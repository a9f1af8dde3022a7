//! The engine façade: owns the cache, registry and guard, and runs groups of
//! field recomputes on behalf of the scheduler, date control and reloads.

use std::collections::{BTreeMap, HashSet};
use std::sync::atomic::{AtomicU64, Ordering};
use std::sync::{Arc, RwLock};
use std::time::Instant;

use almanac_core::{ScopeConfig, SharedClock};
use almanac_notify::{Dispatcher, MessageContext};
use chrono::NaiveDateTime;
use futures::stream::{self, StreamExt};
use serde::{Deserialize, Serialize};
use tracing::{debug, info, warn};

use crate::anniversary::AnniversaryResolver;
use crate::cache::{CacheConfig, CacheStats, SnapshotCache};
use crate::error::ComputeError;
use crate::guard::ConcurrencyGuard;
use crate::provider::{AstronomicalProvider, SharedProvider};
use crate::publish::{FieldUpdate, StatePublisher, TracingPublisher};
use crate::registry::{
    self, BuildReport, ExportedField, Field, FieldContext, FieldId, FieldRegistry,
    NotificationRequest, Recorded, Stamp,
};
use crate::scheduler::{GroupReport, RunOutcome, SchedulerConfig, SchedulerMetrics, Trigger};
use crate::simulated::{DateControl, TemporalOverride};

// ── Configuration ───────────────────────────────────────────────

#[derive(Debug, Clone, Serialize, Deserialize)]
pub struct ProviderConfig {
    /// Offset of the civil time the calendar is evaluated in.
    #[serde(default = "default_utc_offset")]
    pub utc_offset_hours: f64,
}

fn default_utc_offset() -> f64 { 8.0 }

impl Default for ProviderConfig {
    fn default() -> Self {
        Self {
            utc_offset_hours: default_utc_offset(),
        }
    }
}

impl ProviderConfig {
    pub fn build(&self) -> SharedProvider {
        Arc::new(AstronomicalProvider::new(self.utc_offset_hours))
    }
}

#[derive(Debug, Clone, Default, Serialize, Deserialize)]
pub struct EngineConfig {
    #[serde(default)]
    pub cache: CacheConfig,
    #[serde(default)]
    pub scheduler: SchedulerConfig,
    #[serde(default)]
    pub provider: ProviderConfig,
}

/// Result of a date-control command.
#[derive(Debug, Clone, Serialize)]
pub struct DateControlReport {
    /// The effective instant after the command.
    pub effective: NaiveDateTime,
    pub outcome: RunOutcome,
}

// ── Engine ──────────────────────────────────────────────────────

#[derive(Debug, Clone, Copy, PartialEq, Eq)]
enum FieldRun {
    Ran,
    Failed,
    InFlight,
    Discarded,
}

pub struct AlmanacEngine {
    clock: SharedClock,
    provider: SharedProvider,
    cache: Arc<SnapshotCache>,
    resolver: Arc<AnniversaryResolver>,
    temporal: TemporalOverride,
    registry: FieldRegistry,
    guard: ConcurrencyGuard,
    publisher: Arc<dyn StatePublisher>,
    dispatcher: Arc<Dispatcher>,
    config: EngineConfig,
    seq: AtomicU64,
    metrics: RwLock<SchedulerMetrics>,
    /// Serializes registry rebuilds.
    reload: tokio::sync::Mutex<()>,
}

impl AlmanacEngine {
    /// An engine with no fields. Call [`Self::install`] or [`Self::reload`]
    /// with the scope configuration.
    pub fn new(provider: SharedProvider, clock: SharedClock, config: EngineConfig) -> Self {
        let cache = SnapshotCache::new(Arc::clone(&provider), Arc::clone(&clock), config.cache.clone());
        let (budget, _) = config.scheduler.resolved_limits();
        Self {
            cache: Arc::new(cache),
            resolver: Arc::new(AnniversaryResolver::new(Arc::clone(&provider))),
            temporal: TemporalOverride::new(Arc::clone(&clock), config.scheduler.override_window()),
            registry: FieldRegistry::new(),
            guard: ConcurrencyGuard::new(budget),
            publisher: Arc::new(TracingPublisher),
            dispatcher: Arc::new(Dispatcher::empty()),
            seq: AtomicU64::new(0),
            metrics: RwLock::new(SchedulerMetrics::default()),
            reload: tokio::sync::Mutex::new(()),
            clock,
            provider,
            config,
        }
    }

    pub fn with_publisher(mut self, publisher: Arc<dyn StatePublisher>) -> Self {
        self.publisher = publisher;
        self
    }

    pub fn with_dispatcher(mut self, dispatcher: Arc<Dispatcher>) -> Self {
        self.dispatcher = dispatcher;
        self
    }

    pub fn clock(&self) -> &SharedClock {
        &self.clock
    }

    pub fn config(&self) -> &EngineConfig {
        &self.config
    }

    pub fn registry(&self) -> &FieldRegistry {
        &self.registry
    }

    pub fn cache_stats(&self) -> CacheStats {
        self.cache.stats()
    }

    pub fn metrics(&self) -> SchedulerMetrics {
        self.metrics.read().unwrap_or_else(|e| e.into_inner()).clone()
    }

    /// Group runs currently holding a budget slot.
    pub fn pending_runs(&self) -> usize {
        self.guard.pending_runs()
    }

    /// The instant fields are currently computed for.
    pub fn effective_now(&self) -> NaiveDateTime {
        self.temporal.effective()
    }

    // ── Configuration changes ───────────────────────────────────

    /// Rebuild the registry from `scopes` without recomputing anything.
    pub async fn install(&self, scopes: Vec<ScopeConfig>) -> Result<BuildReport, ComputeError> {
        let _reload = self.reload.lock().await;
        self.install_locked(scopes).await
    }

    /// Rebuild the registry, then refresh the fields the rebuild added or
    /// replaced. Fields that persisted keep their state and are not
    /// recomputed.
    pub async fn reload(&self, scopes: Vec<ScopeConfig>) -> Result<BuildReport, ComputeError> {
        let _reload = self.reload.lock().await;
        let report = self.install_locked(scopes).await?;
        if report.added + report.replaced > 0 {
            let generation = report.generation;
            self.run_selected(Trigger::Forced, |f| f.generation == generation)
                .await?;
        }
        Ok(report)
    }

    async fn install_locked(&self, scopes: Vec<ScopeConfig>) -> Result<BuildReport, ComputeError> {
        let provider = Arc::clone(&self.provider);
        let plan = tokio::task::spawn_blocking(move || registry::build(&scopes, provider.as_ref()))
            .await
            .map_err(|e| ComputeError::Build(format!("build task aborted: {e}")))?;
        let report = self.registry.install(plan);

        let live: HashSet<FieldId> = self
            .registry
            .select(|_| true)
            .into_iter()
            .map(|f| f.id.clone())
            .collect();
        self.guard.retain(&live);
        Ok(report)
    }

    // ── Refresh ─────────────────────────────────────────────────

    /// Recompute the fields `trigger` covers.
    ///
    /// A tick that finds the pending-run budget exhausted is skipped; a
    /// forced run waits for a slot.
    pub async fn run_group(&self, trigger: Trigger) -> Result<RunOutcome, ComputeError> {
        self.run_selected(trigger, |f| trigger.covers(f.cadence)).await
    }

    /// Recompute and publish every field now.
    pub async fn refresh_all(&self) -> Result<RunOutcome, ComputeError> {
        self.run_group(Trigger::Forced).await
    }

    /// Move the simulated date and refresh every field for it.
    pub async fn apply_date_control(&self, control: DateControl) -> Result<DateControlReport, ComputeError> {
        let effective = self.temporal.apply(control);
        info!(?control, %effective, "date control applied");
        let outcome = self.refresh_all().await?;
        Ok(DateControlReport { effective, outcome })
    }

    async fn run_selected(
        &self,
        trigger: Trigger,
        filter: impl Fn(&Field) -> bool,
    ) -> Result<RunOutcome, ComputeError> {
        let _slot = match trigger {
            Trigger::Forced => self.guard.reserve_run().await?,
            Trigger::Tick(_) => match self.guard.try_reserve_run() {
                Some(slot) => slot,
                None => {
                    debug!(trigger = trigger.label(), "pending budget exhausted, tick skipped");
                    self.metrics_mut().record_skip(trigger.label());
                    return Ok(RunOutcome::Skipped);
                }
            },
        };

        let start = Instant::now();
        let resolved = self.temporal.resolve();
        let (now, simulated) = (resolved.instant, resolved.simulated);
        let ctx = FieldContext {
            now,
            simulated,
            epoch: resolved.epoch,
            cache: Arc::clone(&self.cache),
            resolver: Arc::clone(&self.resolver),
        };
        let fields = self.registry.select(filter);
        let wait = matches!(trigger, Trigger::Forced);
        let (_, parallel) = self.config.scheduler.resolved_limits();

        let runs: Vec<FieldRun> = stream::iter(fields)
            .map(|field| self.run_field(field, &ctx, wait))
            .buffer_unordered(parallel)
            .collect()
            .await;

        let mut report = GroupReport {
            trigger: trigger.label().to_string(),
            ..GroupReport::default()
        };
        for run in runs {
            match run {
                FieldRun::Ran => report.ran += 1,
                FieldRun::Failed => report.failed += 1,
                FieldRun::InFlight => report.in_flight += 1,
                FieldRun::Discarded => report.superseded += 1,
            }
        }
        report.duration = start.elapsed();

        debug!(
            trigger = %report.trigger,
            %now,
            simulated,
            ran = report.ran,
            failed = report.failed,
            in_flight = report.in_flight,
            duration_ms = report.duration.as_millis() as u64,
            "group run complete"
        );
        self.metrics_mut().record_run(&report, self.clock.now());
        Ok(RunOutcome::Completed(report))
    }

    async fn run_field(&self, field: Arc<Field>, ctx: &FieldContext, wait: bool) -> FieldRun {
        let _permit = if wait {
            self.guard.acquire(&field.id).await
        } else {
            match self.guard.try_acquire(&field.id) {
                Some(permit) => permit,
                None => {
                    debug!(field = %field.id, "recompute already in flight");
                    return FieldRun::InFlight;
                }
            }
        };
        // A group that waited for this permit may carry an older instant
        // than a result already stored; the stamp orders them.
        let stamp = Stamp {
            epoch: ctx.epoch,
            at: ctx.now,
            seq: self.seq.fetch_add(1, Ordering::SeqCst) + 1,
        };

        let (recorded, failed) = match field.compute(ctx).await {
            Ok(output) => (
                self.registry
                    .record_success(&field, stamp, output, !ctx.simulated),
                false,
            ),
            Err(e) => {
                warn!(field = %field.id, error = %e, "field recompute failed");
                (self.registry.record_failure(&field, stamp), true)
            }
        };

        match recorded {
            Recorded::Stored {
                state,
                notification,
            } => {
                self.publisher
                    .publish(&FieldUpdate::new(field.id.clone(), field.is_main, &state))
                    .await;
                if let Some(request) = notification {
                    self.deliver(&field.id, request);
                }
            }
            Recorded::Retired => {
                info!(field = %field.id, "field retired");
                self.publisher
                    .publish(&FieldUpdate::retired(field.id.clone(), field.is_main))
                    .await;
            }
            Recorded::Superseded | Recorded::Stale => {
                debug!(field = %field.id, seq = stamp.seq, at = %stamp.at, "result discarded");
                return FieldRun::Discarded;
            }
        }
        if failed {
            FieldRun::Failed
        } else {
            FieldRun::Ran
        }
    }

    /// Hand a notification to the dispatcher in the background.
    fn deliver(&self, field: &FieldId, request: NotificationRequest) {
        let dispatcher = Arc::clone(&self.dispatcher);
        let field = field.to_string();
        tokio::spawn(async move {
            let ctx = MessageContext {
                name: request.name,
                days: request.days,
                date: request.date,
            };
            if let Err(e) = dispatcher
                .dispatch(&request.service, &request.template, &ctx)
                .await
            {
                warn!(%field, service = %request.service, error = %e, "notification not sent");
            }
        });
    }

    // ── Queries ─────────────────────────────────────────────────

    /// `{name: {state, attributes}}` for `scope`, or across all scopes.
    pub fn export(&self, scope: Option<&str>) -> Result<BTreeMap<String, ExportedField>, ComputeError> {
        self.registry
            .export(scope)
            .ok_or_else(|| ComputeError::ScopeNotFound(scope.unwrap_or_default().to_string()))
    }

    // ── Shutdown ────────────────────────────────────────────────

    /// Refuse new group runs. Runs holding a slot finish normally.
    pub fn close(&self) {
        self.guard.close();
    }

    /// Drop cached snapshots. Called once in-flight runs are done.
    pub fn release_caches(&self) {
        self.cache.clear();
        info!("snapshot cache released");
    }

    fn metrics_mut(&self) -> std::sync::RwLockWriteGuard<'_, SchedulerMetrics> {
        self.metrics.write().unwrap_or_else(|e| e.into_inner())
    }
}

> **Exercise details**: Show all lines from the records above where the word "FieldRun" occurs.

> **The completed task**:
enum FieldRun {
        let runs: Vec<FieldRun> = stream::iter(fields)
                FieldRun::Ran => report.ran += 1,
                FieldRun::Failed => report.failed += 1,
                FieldRun::InFlight => report.in_flight += 1,
                FieldRun::Discarded => report.superseded += 1,
    async fn run_field(&self, field: Arc<Field>, ctx: &FieldContext, wait: bool) -> FieldRun {
                    return FieldRun::InFlight;
                return FieldRun::Discarded;
            FieldRun::Failed
            FieldRun::Ran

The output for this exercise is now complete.